* **Extracted data**
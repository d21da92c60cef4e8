//! Scripted REST collaborator.

use std::{collections::HashMap, sync::Arc};

use kith_client::{ApiError, ChatApi, HistoryMessage};
use kith_proto::{Conversation, UserId};
use parking_lot::Mutex;

#[derive(Default)]
struct Script {
    online: Option<Result<Vec<UserId>, ApiError>>,
    history: HashMap<Conversation, Result<Vec<HistoryMessage>, ApiError>>,
    mark_read: Option<ApiError>,
    history_requests: Vec<Conversation>,
    mark_read_calls: usize,
}

/// [`ChatApi`] answering from a script.
///
/// Unscripted online-user requests return an empty list; unscripted history
/// requests return an empty history. Clones share the script.
#[derive(Clone, Default)]
pub struct FakeApi {
    script: Arc<Mutex<Script>>,
}

impl FakeApi {
    /// API with nothing scripted.
    pub fn new() -> Self {
        Self::default()
    }

    /// Answer online-user requests with `users`.
    pub fn set_online_users(&self, users: Vec<UserId>) {
        self.script.lock().online = Some(Ok(users));
    }

    /// Fail online-user requests with `error`.
    pub fn fail_online_users(&self, error: ApiError) {
        self.script.lock().online = Some(Err(error));
    }

    /// Answer history requests for `conversation` with `messages`.
    pub fn set_history(&self, conversation: Conversation, messages: Vec<HistoryMessage>) {
        self.script.lock().history.insert(conversation, Ok(messages));
    }

    /// Fail history requests for `conversation` with `error`.
    pub fn fail_history(&self, conversation: Conversation, error: ApiError) {
        self.script.lock().history.insert(conversation, Err(error));
    }

    /// Fail mark-read requests with `error`.
    pub fn fail_mark_read(&self, error: ApiError) {
        self.script.lock().mark_read = Some(error);
    }

    /// Conversations whose history was requested, in order.
    pub fn history_requests(&self) -> Vec<Conversation> {
        self.script.lock().history_requests.clone()
    }

    /// Number of mark-read calls.
    pub fn mark_read_calls(&self) -> usize {
        self.script.lock().mark_read_calls
    }
}

impl ChatApi for FakeApi {
    async fn online_users(&self) -> Result<Vec<UserId>, ApiError> {
        self.script.lock().online.clone().unwrap_or_else(|| Ok(Vec::new()))
    }

    async fn chat_history(&self, conversation: Conversation) -> Result<Vec<HistoryMessage>, ApiError> {
        let mut script = self.script.lock();
        script.history_requests.push(conversation);
        script.history.get(&conversation).cloned().unwrap_or_else(|| Ok(Vec::new()))
    }

    async fn mark_notifications_read(&self) -> Result<(), ApiError> {
        let mut script = self.script.lock();
        script.mark_read_calls += 1;
        match &script.mark_read {
            Some(error) => Err(error.clone()),
            None => Ok(()),
        }
    }
}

* **Work instructions**
Which lines above contain the word "derive"? Copy each of them.

* **Problem solution**
#[derive(Default)]
#[derive(Clone, Default)]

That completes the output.